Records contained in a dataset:
────────────────────────────────────────

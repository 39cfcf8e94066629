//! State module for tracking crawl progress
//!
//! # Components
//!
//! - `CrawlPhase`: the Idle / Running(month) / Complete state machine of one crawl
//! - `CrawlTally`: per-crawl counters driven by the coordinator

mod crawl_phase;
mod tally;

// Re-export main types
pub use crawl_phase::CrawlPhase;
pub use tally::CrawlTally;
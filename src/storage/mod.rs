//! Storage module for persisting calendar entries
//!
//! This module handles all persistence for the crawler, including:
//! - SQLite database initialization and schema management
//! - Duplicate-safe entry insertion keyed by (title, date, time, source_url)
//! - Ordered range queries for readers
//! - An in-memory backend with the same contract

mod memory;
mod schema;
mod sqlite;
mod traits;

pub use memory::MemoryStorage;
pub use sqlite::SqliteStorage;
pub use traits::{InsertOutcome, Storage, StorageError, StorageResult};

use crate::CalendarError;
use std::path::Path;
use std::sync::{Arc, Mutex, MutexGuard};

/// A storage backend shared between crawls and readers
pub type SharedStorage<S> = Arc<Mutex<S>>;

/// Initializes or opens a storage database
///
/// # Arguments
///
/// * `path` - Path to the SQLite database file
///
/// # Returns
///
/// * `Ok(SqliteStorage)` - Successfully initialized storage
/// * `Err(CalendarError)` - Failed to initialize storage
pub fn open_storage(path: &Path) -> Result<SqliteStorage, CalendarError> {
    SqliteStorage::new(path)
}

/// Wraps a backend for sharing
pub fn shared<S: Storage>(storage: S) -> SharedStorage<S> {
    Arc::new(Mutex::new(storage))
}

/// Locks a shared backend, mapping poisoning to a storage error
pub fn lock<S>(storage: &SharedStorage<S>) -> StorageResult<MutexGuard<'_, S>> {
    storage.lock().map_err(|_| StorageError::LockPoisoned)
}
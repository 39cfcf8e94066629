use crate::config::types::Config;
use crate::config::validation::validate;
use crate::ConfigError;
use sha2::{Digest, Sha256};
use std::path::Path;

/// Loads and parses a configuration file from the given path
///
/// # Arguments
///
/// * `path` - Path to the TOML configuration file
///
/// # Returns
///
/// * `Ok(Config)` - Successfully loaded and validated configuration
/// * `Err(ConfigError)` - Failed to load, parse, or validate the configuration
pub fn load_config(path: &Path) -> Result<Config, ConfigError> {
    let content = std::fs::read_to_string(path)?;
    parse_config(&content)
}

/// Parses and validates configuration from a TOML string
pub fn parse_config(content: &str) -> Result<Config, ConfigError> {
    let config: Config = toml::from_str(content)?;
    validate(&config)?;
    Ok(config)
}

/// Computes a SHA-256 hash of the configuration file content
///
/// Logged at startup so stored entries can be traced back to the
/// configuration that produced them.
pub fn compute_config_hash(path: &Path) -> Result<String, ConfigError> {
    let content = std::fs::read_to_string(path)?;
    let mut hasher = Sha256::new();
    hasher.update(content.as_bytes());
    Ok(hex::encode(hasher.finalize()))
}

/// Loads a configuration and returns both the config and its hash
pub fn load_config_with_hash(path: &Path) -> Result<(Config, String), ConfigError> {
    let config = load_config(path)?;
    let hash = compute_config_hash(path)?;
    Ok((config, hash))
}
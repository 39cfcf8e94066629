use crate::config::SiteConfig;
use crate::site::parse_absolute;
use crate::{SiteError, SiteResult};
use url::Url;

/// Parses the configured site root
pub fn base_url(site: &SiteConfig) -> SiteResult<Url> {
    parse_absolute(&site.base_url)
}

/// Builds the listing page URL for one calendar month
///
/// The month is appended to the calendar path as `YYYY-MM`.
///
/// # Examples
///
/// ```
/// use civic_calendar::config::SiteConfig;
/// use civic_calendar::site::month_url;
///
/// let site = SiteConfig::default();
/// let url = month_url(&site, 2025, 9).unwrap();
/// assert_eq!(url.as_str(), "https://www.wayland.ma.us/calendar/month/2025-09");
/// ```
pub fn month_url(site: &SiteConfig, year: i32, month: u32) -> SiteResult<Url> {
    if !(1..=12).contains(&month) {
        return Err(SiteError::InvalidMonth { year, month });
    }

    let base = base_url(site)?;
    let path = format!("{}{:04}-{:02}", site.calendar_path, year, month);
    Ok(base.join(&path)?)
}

────────────────────────────────────────

## Exercise brief
Could you repeat every record word for word?

## Output of the exercise
repository 39cfcf8e94066629
//! State module for tracking crawl progress
//!
//! # Components
//!
//! - `CrawlPhase`: the Idle / Running(month) / Complete state machine of one crawl
//! - `CrawlTally`: per-crawl counters driven by the coordinator

mod crawl_phase;
mod tally;

// Re-export main types
pub use crawl_phase::CrawlPhase;
pub use tally::CrawlTally;
filename src/storage/mod.rs
//! Storage module for persisting calendar entries
//!
//! This module handles all persistence for the crawler, including:
//! - SQLite database initialization and schema management
//! - Duplicate-safe entry insertion keyed by (title, date, time, source_url)
//! - Ordered range queries for readers
//! - An in-memory backend with the same contract

mod memory;
mod schema;
mod sqlite;
mod traits;

pub use memory::MemoryStorage;
pub use sqlite::SqliteStorage;
pub use traits::{InsertOutcome, Storage, StorageError, StorageResult};

use crate::CalendarError;
use std::path::Path;
use std::sync::{Arc, Mutex, MutexGuard};

/// A storage backend shared between crawls and readers
pub type SharedStorage<S> = Arc<Mutex<S>>;

/// Initializes or opens a storage database
///
/// # Arguments
///
/// * `path` - Path to the SQLite database file
///
/// # Returns
///
/// * `Ok(SqliteStorage)` - Successfully initialized storage
/// * `Err(CalendarError)` - Failed to initialize storage
pub fn open_storage(path: &Path) -> Result<SqliteStorage, CalendarError> {
    SqliteStorage::new(path)
}

/// Wraps a backend for sharing
pub fn shared<S: Storage>(storage: S) -> SharedStorage<S> {
    Arc::new(Mutex::new(storage))
}

/// Locks a shared backend, mapping poisoning to a storage error
pub fn lock<S>(storage: &SharedStorage<S>) -> StorageResult<MutexGuard<'_, S>> {
    storage.lock().map_err(|_| StorageError::LockPoisoned)
}
repository 39cfcf8e94066629
use crate::config::types::Config;
use crate::config::validation::validate;
use crate::ConfigError;
use sha2::{Digest, Sha256};
use std::path::Path;

/// Loads and parses a configuration file from the given path
///
/// # Arguments
///
/// * `path` - Path to the TOML configuration file
///
/// # Returns
///
/// * `Ok(Config)` - Successfully loaded and validated configuration
/// * `Err(ConfigError)` - Failed to load, parse, or validate the configuration
pub fn load_config(path: &Path) -> Result<Config, ConfigError> {
    let content = std::fs::read_to_string(path)?;
    parse_config(&content)
}

/// Parses and validates configuration from a TOML string
pub fn parse_config(content: &str) -> Result<Config, ConfigError> {
    let config: Config = toml::from_str(content)?;
    validate(&config)?;
    Ok(config)
}

/// Computes a SHA-256 hash of the configuration file content
///
/// Logged at startup so stored entries can be traced back to the
/// configuration that produced them.
pub fn compute_config_hash(path: &Path) -> Result<String, ConfigError> {
    let content = std::fs::read_to_string(path)?;
    let mut hasher = Sha256::new();
    hasher.update(content.as_bytes());
    Ok(hex::encode(hasher.finalize()))
}

/// Loads a configuration and returns both the config and its hash
pub fn load_config_with_hash(path: &Path) -> Result<(Config, String), ConfigError> {
    let config = load_config(path)?;
    let hash = compute_config_hash(path)?;
    Ok((config, hash))
}
repository 39cfcf8e94066629
use crate::config::SiteConfig;
use crate::site::parse_absolute;
use crate::{SiteError, SiteResult};
use url::Url;

/// Parses the configured site root
pub fn base_url(site: &SiteConfig) -> SiteResult<Url> {
    parse_absolute(&site.base_url)
}

/// Builds the listing page URL for one calendar month
///
/// The month is appended to the calendar path as `YYYY-MM`.
///
/// # Examples
///
/// ```
/// use civic_calendar::config::SiteConfig;
/// use civic_calendar::site::month_url;
///
/// let site = SiteConfig::default();
/// let url = month_url(&site, 2025, 9).unwrap();
/// assert_eq!(url.as_str(), "https://www.wayland.ma.us/calendar/month/2025-09");
/// ```
pub fn month_url(site: &SiteConfig, year: i32, month: u32) -> SiteResult<Url> {
    if !(1..=12).contains(&month) {
        return Err(SiteError::InvalidMonth { year, month });
    }

    let base = base_url(site)?;
    let path = format!("{}{:04}-{:02}", site.calendar_path, year, month);
    Ok(base.join(&path)?)
}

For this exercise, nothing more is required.